It was labeled a “Pre-Election Town Hall,” a meaningless phrase that neatly avoids some campaign event regulations. KNOCK.LA received a video of Garcetti’s response to questions relating to the homelessness crisis in Los Angeles. You can watch that clip here in its entirety, and we recommend you do so before reading this article:

However, we feel it’s important to give context to some of Garcetti’s statements. After Garcetti went to Iowa in 2018, it has been clear that his discourse on issues in Los Angeles is seldom meant for people who actually live here. What he says is meant to sound correct to some imaginary, moderate voter in Middle America.

So. Let’s take a look at what Garcetti is actually saying.

Garcetti opens by giving his credentials: he’s been working on homelessness since he was 14, and even “started a group that was building housing” in college. This likely refers to his founding of the Columbia Urban Experience (CUE), a week-long student program at Columbia University that focuses on community service. As of 2019, the volunteer aspect of CUE programs included “urban farming; Planned Parenthood; and Brooklyn Defender Services, which helps with incarceration justice.”

KNOCK.LA was unable to find records of CUE ever “building housing.” We were able to confirm, however, that housing construction is not an area supported by CUE’s typical nonprofit partners. Garcetti did volunteer for Habitat for Humanity around the same time (an organization he did not start), but it’s unclear if he volunteered for the single renovation project the group completed in Manhattan during the early ‘90s. Also, it’s worth noting that Columbia University has long been seen as a force of gentrification and racial banishment in Harlem.

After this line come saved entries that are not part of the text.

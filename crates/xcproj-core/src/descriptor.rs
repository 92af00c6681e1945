//! Descriptor generation.
//!
//! The descriptor is assembled from one text-building step per object
//! section, joined in [`Section::ALL`] order between a fixed header and
//! footer. Every step is pure: the same inputs always yield the same text.

use tracing::debug;

use crate::ids::{IdentifierSet, ObjectId};
use crate::options::{OutputMode, ProjectConfig};
use crate::plist::PlistWriter;
use crate::settings::{Configuration, project_settings, target_settings};

/// First line of every descriptor.
pub const UTF8_MARKER: &str = "// !$*UTF8*$!";

const BUILD_ACTION_MASK: &str = "2147483647";
const GROUP_SOURCE_TREE: &str = "<group>";
const APPLICATION_PRODUCT_TYPE: &str = "com.apple.product-type.application";

/// Object sections of the descriptor, in output order.
#[derive(Debug, Clone, Copy, PartialEq, Eq)]
pub enum Section {
    BuildFile,
    ContainerItemProxy,
    FileReference,
    FrameworksBuildPhase,
    Group,
    NativeTarget,
    Project,
    SourcesBuildPhase,
    BuildConfiguration,
    ConfigurationList,
}

impl Section {
    pub const ALL: [Self; 10] = [
        Self::BuildFile,
        Self::ContainerItemProxy,
        Self::FileReference,
        Self::FrameworksBuildPhase,
        Self::Group,
        Self::NativeTarget,
        Self::Project,
        Self::SourcesBuildPhase,
        Self::BuildConfiguration,
        Self::ConfigurationList,
    ];

    /// The `isa` name shared by the objects of this section.
    pub fn isa(self) -> &'static str {
        match self {
            Self::BuildFile => "PBXBuildFile",
            Self::ContainerItemProxy => "PBXContainerItemProxy",
            Self::FileReference => "PBXFileReference",
            Self::FrameworksBuildPhase => "PBXFrameworksBuildPhase",
            Self::Group => "PBXGroup",
            Self::NativeTarget => "PBXNativeTarget",
            Self::Project => "PBXProject",
            Self::SourcesBuildPhase => "PBXSourcesBuildPhase",
            Self::BuildConfiguration => "XCBuildConfiguration",
            Self::ConfigurationList => "XCConfigurationList",
        }
    }
}

/// Builds the `project.pbxproj` text for one fixed project.
#[derive(Debug, Clone, Copy, Default)]
pub struct Generator {
    config: ProjectConfig,
    ids: IdentifierSet,
    mode: OutputMode,
}

impl Generator {
    pub fn new(config: ProjectConfig, ids: IdentifierSet, mode: OutputMode) -> Self {
        Self { config, ids, mode }
    }

    /// Generator for the epubTTS project in the given output mode.
    pub fn epub_tts(mode: OutputMode) -> Self {
        Self::new(ProjectConfig::EPUB_TTS, IdentifierSet::EPUB_TTS, mode)
    }

    pub fn config(&self) -> &ProjectConfig {
        &self.config
    }

    pub fn ids(&self) -> &IdentifierSet {
        &self.ids
    }

    pub fn mode(&self) -> OutputMode {
        self.mode
    }

    /// Identifier of the `.app` file reference.
    pub fn product_file_id(&self) -> ObjectId {
        match self.mode {
            OutputMode::Legacy => self.ids.products_group,
            OutputMode::Corrected => IdentifierSet::PRODUCT_FILE,
        }
    }

    /// Build the complete descriptor.
    pub fn build_descriptor(&self) -> String {
        let mut text = self.header();
        for section in Section::ALL {
            let body = self.section(section);
            debug!(section = section.isa(), bytes = body.len(), "built section");
            text.push_str(&body);
        }
        text.push_str(&self.footer());
        text
    }

    /// Archive header up to and including the opening of `objects`.
    pub fn header(&self) -> String {
        let mut w = PlistWriter::new();
        w.line(UTF8_MARKER)
            .line("{")
            .assign("archiveVersion", self.config.archive_version.to_string())
            .dict("classes", |_| {})
            .assign("objectVersion", self.config.object_version.to_string())
            .line("objects = {");
        w.finish()
    }

    /// Closing of `objects`, the `rootObject` pointer and the final brace.
    pub fn footer(&self) -> String {
        let mut w = PlistWriter::new();
        w.line("};")
            .assign("rootObject", self.ids.project.as_str())
            .line("}");
        w.finish()
    }

    /// Text of a single section, including its begin/end markers.
    pub fn section(&self, section: Section) -> String {
        let mut w = PlistWriter::new();
        w.section(section.isa(), |w| match section {
            Section::BuildFile | Section::ContainerItemProxy => {}
            Section::FileReference => self.write_file_references(w),
            Section::FrameworksBuildPhase => {
                self.write_build_phase(w, section, self.ids.frameworks_phase, "Frameworks");
            }
            Section::Group => self.write_groups(w),
            Section::NativeTarget => self.write_native_target(w),
            Section::Project => self.write_project(w),
            Section::SourcesBuildPhase => {
                self.write_build_phase(w, section, self.ids.sources_phase, "Sources");
            }
            Section::BuildConfiguration => self.write_build_configurations(w),
            Section::ConfigurationList => self.write_configuration_lists(w),
        });
        w.finish()
    }

    fn write_file_references(&self, w: &mut PlistWriter) {
        let product = self.config.product_file_name();
        w.inline_dict(
            &format!("{} /* {product} */", self.product_file_id()),
            &[
                ("isa", Section::FileReference.isa()),
                ("explicitFileType", "wrapper.application"),
                ("includeInIndex", "0"),
                ("path", product.as_str()),
                ("sourceTree", "BUILT_PRODUCTS_DIR"),
            ],
        );
    }

    fn write_build_phase(&self, w: &mut PlistWriter, section: Section, id: ObjectId, name: &str) {
        w.dict(&format!("{id} /* {name} */"), |w| {
            w.assign("isa", section.isa())
                .assign("buildActionMask", BUILD_ACTION_MASK)
                .list("files", Vec::<&str>::new())
                .assign("runOnlyForDeploymentPostprocessing", "0");
        });
    }

    fn write_groups(&self, w: &mut PlistWriter) {
        let products_group = self.ids.products_group;
        // Legacy output lists the Products group as its own child.
        let products_child = match self.mode {
            OutputMode::Legacy => products_group,
            OutputMode::Corrected => self.product_file_id(),
        };

        w.dict(self.ids.main_group.as_str(), |w| {
            w.assign("isa", Section::Group.isa())
                .list("children", [products_group.as_str()])
                .assign("sourceTree", GROUP_SOURCE_TREE);
        });
        w.dict(products_group.as_str(), |w| {
            w.assign("isa", Section::Group.isa())
                .list("children", [products_child.as_str()])
                .assign("name", "Products")
                .assign("sourceTree", GROUP_SOURCE_TREE);
        });
    }

    fn write_native_target(&self, w: &mut PlistWriter) {
        let name = self.config.name;
        w.dict(&format!("{} /* {name} */", self.ids.target), |w| {
            w.assign("isa", Section::NativeTarget.isa())
                .assign("buildConfigurationList", self.ids.target_config_list.as_str())
                .list(
                    "buildPhases",
                    [self.ids.sources_phase.as_str(), self.ids.frameworks_phase.as_str()],
                )
                .list("buildRules", Vec::<&str>::new())
                .list("dependencies", Vec::<&str>::new())
                .assign("name", name)
                .assign("productName", name)
                .assign("productReference", self.product_file_id().as_str())
                .assign("productType", APPLICATION_PRODUCT_TYPE);
        });
    }

    fn write_project(&self, w: &mut PlistWriter) {
        let upgrade_check = self.config.last_upgrade_check.to_string();
        w.dict(&format!("{} /* Project object */", self.ids.project), |w| {
            w.assign("isa", Section::Project.isa());
            w.dict("attributes", |w| {
                w.assign("BuildIndependentTargetsInParallel", "1")
                    .assign("LastSwiftUpdateCheck", &upgrade_check)
                    .assign("LastUpgradeCheck", &upgrade_check)
                    .dict("TargetAttributes", |w| {
                        w.dict(self.ids.target.as_str(), |w| {
                            w.assign(
                                "CreatedOnToolsVersion",
                                self.config.created_on_tools_version,
                            );
                        });
                    });
            });
            w.assign("buildConfigurationList", self.ids.project_config_list.as_str())
                .assign("compatibilityVersion", self.config.compatibility_version)
                .assign("developmentRegion", "en")
                .assign("hasScannedForEncodings", "0")
                .list("knownRegions", ["en", "Base"])
                .assign("mainGroup", self.ids.main_group.as_str())
                .assign("productRefGroup", self.ids.products_group.as_str())
                .assign("projectDirPath", "")
                .assign("projectRoot", "")
                .list("targets", [self.ids.target.as_str()]);
        });
    }

    fn write_build_configurations(&self, w: &mut PlistWriter) {
        let project_ids = [self.ids.project_debug, self.ids.project_release];
        for (id, configuration) in project_ids.into_iter().zip(Configuration::ALL) {
            let settings = project_settings(&self.config, configuration);
            write_build_configuration(w, id, configuration, |w| settings.write_to(w));
        }
        let target_ids = [self.ids.target_debug, self.ids.target_release];
        for (id, configuration) in target_ids.into_iter().zip(Configuration::ALL) {
            let settings = target_settings(&self.config, configuration, self.mode);
            write_build_configuration(w, id, configuration, |w| settings.write_to(w));
        }
    }

    fn write_configuration_lists(&self, w: &mut PlistWriter) {
        let name = self.config.name;
        let lists = [
            (
                self.ids.project_config_list,
                Section::Project.isa(),
                [self.ids.project_debug, self.ids.project_release],
            ),
            (
                self.ids.target_config_list,
                Section::NativeTarget.isa(),
                [self.ids.target_debug, self.ids.target_release],
            ),
        ];
        for (id, owner, configurations) in lists {
            let key = format!("{id} /* Build configuration list for {owner} \"{name}\" */");
            w.dict(&key, |w| {
                w.assign("isa", Section::ConfigurationList.isa())
                    .list("buildConfigurations", configurations.map(|c| c.as_str()))
                    .assign("defaultConfigurationIsVisible", "0")
                    .assign("defaultConfigurationName", Configuration::Release.name());
            });
        }
    }
}

fn write_build_configuration(
    w: &mut PlistWriter,
    id: ObjectId,
    configuration: Configuration,
    settings: impl FnOnce(&mut PlistWriter),
) {
    let name = configuration.name();
    w.dict(&format!("{id} /* {name} */"), |w| {
        w.assign("isa", Section::BuildConfiguration.isa());
        settings(w);
        w.assign("name", name);
    });
}

/// Build the epubTTS descriptor in the given output mode.
pub fn build_descriptor(mode: OutputMode) -> String {
    Generator::epub_tts(mode).build_descriptor()
}
//! Desktop side of the ESP32 telemetry link: command encoding, line
//! classification, block flow control and the session worker that ties them
//! to a BLE transport.

pub mod acks;
pub mod bridge;
pub mod config;
pub mod console;
pub mod flow;
pub mod model;
pub mod protocol;
pub mod session;
pub mod sink;
pub mod transport;

pub use bridge::EventReceiver;
pub use config::Config;
pub use model::{Event, SessionStatus, Status, StatusKind};
pub use protocol::{Command, CommandKind};
pub use session::{spawn_session, SessionConfig, SessionHandle};
pub use sink::{CsvSink, TelemetrySink};
pub use transport::{Transport, TransportError};
//! Line-oriented console front end: command parsing and event rendering.

use crate::model::{Event, MemoryReport};
use crate::protocol::Command;

pub const HELP: &str = "\
commands:
  connect            scan for the device and connect
  status             print session state
  mem                query free memory (GET_MEM)
  sync               send the local clock (SYNC)
  set <buffer> <hz>  configure buffer size and sample rate (SET)
  fetch              download stored telemetry into a CSV file (FETCH)
  reset              reboot the device (RESET)
  close              disconnect
  help               show this text
  quit               close and exit";

#[derive(Debug, PartialEq, Eq)]
pub enum ConsoleCommand {
    Connect,
    Status,
    Send(Command),
    Close,
    Help,
    Quit,
}

/// Parses one line of console input. `Ok(None)` for a blank line.
pub fn parse_line(line: &str) -> Result<Option<ConsoleCommand>, String> {
    let mut words = line.split_whitespace();
    let Some(verb) = words.next() else {
        return Ok(None);
    };
    let command = match verb.to_ascii_lowercase().as_str() {
        "connect" => ConsoleCommand::Connect,
        "status" => ConsoleCommand::Status,
        "mem" => ConsoleCommand::Send(Command::GetMem),
        "sync" => ConsoleCommand::Send(Command::sync_now()),
        "set" => {
            let (Some(buffer), Some(freq), None) = (words.next(), words.next(), words.next())
            else {
                return Err("usage: set <buffer> <hz>".to_string());
            };
            let buffer = buffer
                .parse()
                .map_err(|_| format!("invalid buffer size {buffer}"))?;
            let freq = freq
                .parse()
                .map_err(|_| format!("invalid sample rate {freq}"))?;
            let command = Command::configure(buffer, freq).map_err(|err| err.to_string())?;
            ConsoleCommand::Send(command)
        }
        "fetch" => ConsoleCommand::Send(Command::Fetch),
        "reset" => ConsoleCommand::Send(Command::Reset),
        "close" => ConsoleCommand::Close,
        "help" | "?" => ConsoleCommand::Help,
        "quit" | "exit" => ConsoleCommand::Quit,
        other => return Err(format!("unknown command {other}, try `help`")),
    };
    Ok(Some(command))
}

/// One-line terminal rendering of an event.
pub fn render(event: &Event) -> String {
    match event {
        Event::Ack { kind } => format!("ack      {kind}"),
        Event::BlockWait { block } => format!("block    {block} received, acknowledged"),
        Event::EndOfStream => "end      transfer finished".to_string(),
        Event::MemoryReport(MemoryReport {
            raw,
            samples_that_fit,
            ..
        }) => match samples_that_fit {
            Some(samples) => format!("memory   {raw} (~{samples} samples)"),
            None => format!("memory   {raw}"),
        },
        Event::Status(status) => format!(
            "{:<8} {}",
            format!("{:?}", status.kind).to_lowercase(),
            status.message
        ),
        Event::DataRecord { fields } => format!("record   {}", fields.join(",")),
    }
}

#[cfg(test)]
mod tests {
    use super::*;
    use crate::model::{BlockId, StatusKind};

    #[test]
    fn parses_simple_commands() {
        assert_eq!(parse_line("  connect "), Ok(Some(ConsoleCommand::Connect)));
        assert_eq!(
            parse_line("MEM"),
            Ok(Some(ConsoleCommand::Send(Command::GetMem)))
        );
        assert_eq!(
            parse_line("fetch"),
            Ok(Some(ConsoleCommand::Send(Command::Fetch)))
        );
        assert_eq!(parse_line("quit"), Ok(Some(ConsoleCommand::Quit)));
        assert_eq!(parse_line("   "), Ok(None));
    }

    #[test]
    fn set_validates_arguments() {
        assert_eq!(
            parse_line("set 100 2"),
            Ok(Some(ConsoleCommand::Send(Command::Set {
                buffer: 100,
                freq: 2
            })))
        );
        assert!(parse_line("set 100").is_err());
        assert!(parse_line("set 100 2 3").is_err());
        assert!(parse_line("set abc 2").is_err());
        assert!(parse_line("set 5000 2").is_err());
        assert!(parse_line("set 100 11").is_err());
    }

    #[test]
    fn help_describes_reset_as_a_reboot() {
        let reset = HELP
            .lines()
            .find(|line| line.trim_start().starts_with("reset"))
            .unwrap();
        assert!(reset.contains("reboot"));
    }

    #[test]
    fn unknown_command_is_rejected() {
        assert!(parse_line("launch").is_err());
    }

    #[test]
    fn renders_events_for_the_terminal() {
        assert_eq!(
            render(&Event::BlockWait {
                block: BlockId::new("3")
            }),
            "block    3 received, acknowledged"
        );
        assert_eq!(
            render(&Event::status(StatusKind::NotConnected, "connect first")),
            "notconnected connect first"
        );
        assert_eq!(
            render(&Event::DataRecord {
                fields: vec!["1.5".into(), "1".into(), "2".into(), "3".into()]
            }),
            "record   1.5,1,2,3"
        );
    }
}
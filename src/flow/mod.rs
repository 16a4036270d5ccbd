//! Block flow control for the device's bulk transfer.
//!
//! The device streams its telemetry buffer in blocks and pauses after each
//! one with `WAIT_ACK:<id>` until the host answers `ACK:BLOCK_<id>`. The
//! final `END` is answered with the sentinel block id.

use crate::model::BlockId;
use crate::protocol::Command;

#[derive(Debug, Clone, PartialEq, Eq, Default)]
pub enum FlowState {
    #[default]
    Idle,
    /// Transfer in progress, between blocks.
    Draining,
    AwaitingBlockAck(BlockId),
}

#[derive(Debug, Default)]
pub struct BlockFlow {
    state: FlowState,
    blocks_acked: u64,
}

impl BlockFlow {
    pub fn new() -> Self {
        Self::default()
    }

    pub fn state(&self) -> &FlowState {
        &self.state
    }

    pub fn blocks_acked(&self) -> u64 {
        self.blocks_acked
    }

    pub fn begin_transfer(&mut self) {
        self.state = FlowState::Draining;
    }

    /// Returns the acknowledgment to write before the next line is handled.
    /// Applies whether or not a transfer is active.
    pub fn on_block_wait(&mut self, block: BlockId) -> Command {
        self.state = FlowState::AwaitingBlockAck(block.clone());
        Command::AckBlock(block)
    }

    /// The acknowledgment has been handed to the transport. Confirmation is
    /// not awaited here since the device paces the transfer.
    pub fn ack_issued(&mut self, transfer_active: bool) {
        if let FlowState::AwaitingBlockAck(_) = self.state {
            self.blocks_acked += 1;
        }
        self.state = if transfer_active {
            FlowState::Draining
        } else {
            FlowState::Idle
        };
    }

    pub fn on_end_of_stream(&mut self) -> Command {
        self.state = FlowState::Idle;
        Command::AckBlock(BlockId::sentinel())
    }

    pub fn abort(&mut self) {
        self.state = FlowState::Idle;
    }
}

#[cfg(test)]
mod tests {
    use super::*;

    #[test]
    fn block_wait_produces_matching_ack() {
        let mut flow = BlockFlow::new();
        flow.begin_transfer();
        assert_eq!(*flow.state(), FlowState::Draining);

        let ack = flow.on_block_wait(BlockId::new("3"));
        assert_eq!(ack.encode(), "ACK:BLOCK_3");
        assert_eq!(
            *flow.state(),
            FlowState::AwaitingBlockAck(BlockId::new("3"))
        );

        flow.ack_issued(true);
        assert_eq!(*flow.state(), FlowState::Draining);
        assert_eq!(flow.blocks_acked(), 1);
    }

    #[test]
    fn block_wait_outside_transfer_returns_to_idle() {
        let mut flow = BlockFlow::new();
        assert_eq!(flow.on_block_wait(BlockId::new("7")).encode(), "ACK:BLOCK_7");
        flow.ack_issued(false);
        assert_eq!(*flow.state(), FlowState::Idle);
    }

    #[test]
    fn end_of_stream_acks_sentinel_from_any_state() {
        let mut flow = BlockFlow::new();
        assert_eq!(flow.on_end_of_stream().encode(), "ACK:BLOCK_9999");
        assert_eq!(*flow.state(), FlowState::Idle);

        flow.begin_transfer();
        flow.on_block_wait(BlockId::new("1"));
        assert_eq!(flow.on_end_of_stream(), Command::AckBlock(BlockId::sentinel()));
        assert_eq!(*flow.state(), FlowState::Idle);
    }

    #[test]
    fn ack_echoes_the_id_text_unchanged() {
        let mut flow = BlockFlow::new();
        assert_eq!(
            flow.on_block_wait(BlockId::new("007")).encode(),
            "ACK:BLOCK_007"
        );
        assert_eq!(
            flow.on_block_wait(BlockId::new("abc")).encode(),
            "ACK:BLOCK_abc"
        );
    }

    #[test]
    fn abort_resets_to_idle() {
        let mut flow = BlockFlow::new();
        flow.begin_transfer();
        flow.on_block_wait(BlockId::new("2"));
        flow.abort();
        assert_eq!(*flow.state(), FlowState::Idle);
        assert_eq!(flow.blocks_acked(), 0);
    }
}
use ble_telemetry_bridge::bridge::EventReceiver;
use ble_telemetry_bridge::config::Config;
use ble_telemetry_bridge::console::{parse_line, render, ConsoleCommand, HELP};
use ble_telemetry_bridge::session::{spawn_session, SessionConfig, SessionHandle};
use ble_telemetry_bridge::sink::CsvSink;
use ble_telemetry_bridge::transport::BtleTransport;
use tokio::io::{AsyncBufReadExt, BufReader};
use tokio::time::Duration;

pub async fn run() -> Result<(), Box<dyn std::error::Error>> {
    if let Some(ref command) = std::env::args().nth(1) {
        if command == "config-init" {
            return handle_config_init();
        }
        return Err(format!("unknown command {command}").into());
    }

    let config = Config::load()?;
    let transport =
        BtleTransport::new(&config.device.service_uuid, &config.device.characteristic_uuid)
            .await?;
    let sink = CsvSink::new(&config.storage.output_dir, config.storage.file_prefix.clone());
    let (session, mut events) = spawn_session(transport, sink, SessionConfig::from(&config))?;

    tracing::info!(address = %config.device.address, "console ready, type `help` for commands");

    let json = config.console.json;
    let mut lines = BufReader::new(tokio::io::stdin()).lines();
    let mut ticker = tokio::time::interval(Duration::from_millis(config.console.poll_interval_ms));

    loop {
        tokio::select! {
            _ = ticker.tick() => print_events(&mut events, json),
            line = lines.next_line() => {
                let line = match line {
                    Ok(Some(line)) => line,
                    Ok(None) => break,
                    Err(err) => {
                        tracing::warn!(error = %err, "stdin read failed");
                        break;
                    }
                };
                match parse_line(&line) {
                    Ok(Some(ConsoleCommand::Quit)) => break,
                    Ok(Some(command)) => dispatch(&session, command, json),
                    Ok(None) => {}
                    Err(message) => eprintln!("{message}"),
                }
            }
            _ = tokio::signal::ctrl_c() => {
                eprintln!("shutdown: ctrl-c");
                break;
            }
        }
    }

    tokio::task::spawn_blocking(move || session.shutdown()).await?;
    print_events(&mut events, json);
    Ok(())
}

fn handle_config_init() -> Result<(), Box<dyn std::error::Error>> {
    let path = Config::default_path();
    Config::write_default(&path)?;
    println!("Wrote default config to {}", path.display());
    Ok(())
}

fn dispatch(session: &SessionHandle, command: ConsoleCommand, json: bool) {
    match command {
        ConsoleCommand::Connect => session.connect(),
        ConsoleCommand::Send(command) => session.send(command),
        ConsoleCommand::Close => session.close(),
        ConsoleCommand::Status => {
            let status = session.debug_status();
            if json {
                match serde_json::to_string(&status) {
                    Ok(line) => println!("{line}"),
                    Err(err) => tracing::warn!(error = %err, "status serialization failed"),
                }
            } else {
                println!(
                    "status={:?} pending={:?} transfer_active={} blocks_acked={} records={} dropped={} overflowed={}",
                    status.status,
                    status.pending,
                    status.transfer_active,
                    status.blocks_acked,
                    status.records_appended,
                    status.records_dropped,
                    status.events_overflowed,
                );
            }
        }
        ConsoleCommand::Help => println!("{HELP}"),
        ConsoleCommand::Quit => {}
    }
}

fn print_events(events: &mut EventReceiver, json: bool) {
    for event in events.drain() {
        if json {
            match serde_json::to_string(&event) {
                Ok(line) => println!("{line}"),
                Err(err) => tracing::warn!(error = %err, "event serialization failed"),
            }
        } else {
            println!("{}", render(&event));
        }
    }
}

Completed a year after Garcetti graduated, Homesteaders was a renovation project, not a building project. (Source: Habitat NYC)

Garcetti then goes on to say that “the city is never going to solve homelessness on its own.” He clarifies, “this is not a dodge of my responsibility, in fact I take ownership of the response to homelessness.” So, therefore: the homelessness crisis is simultaneously A) a problem the city is incapable of solving and B) something Garcetti takes personal responsibility for. He’s taking the blame for something framed as blameless. This is a well-worn weapon in Garcetti’s arsenal, leading some frustrated constituents to dub the mayor “Spaghetti Garcetti,” a reference to his spinelessness.

For Garcetti, you see, “the jurisdiction of the city government really isn’t of the causes in or the cures out of homelessness,” which he simplifies as “trauma meets high rent.” While he concedes that the City of LA has “a little bit more control over the rent stuff,” it remains clear that Garcetti believes (or wants the imaginary voter to believe) that stabilizing or lowering rent in a meaningful way is basically impossible at the city level.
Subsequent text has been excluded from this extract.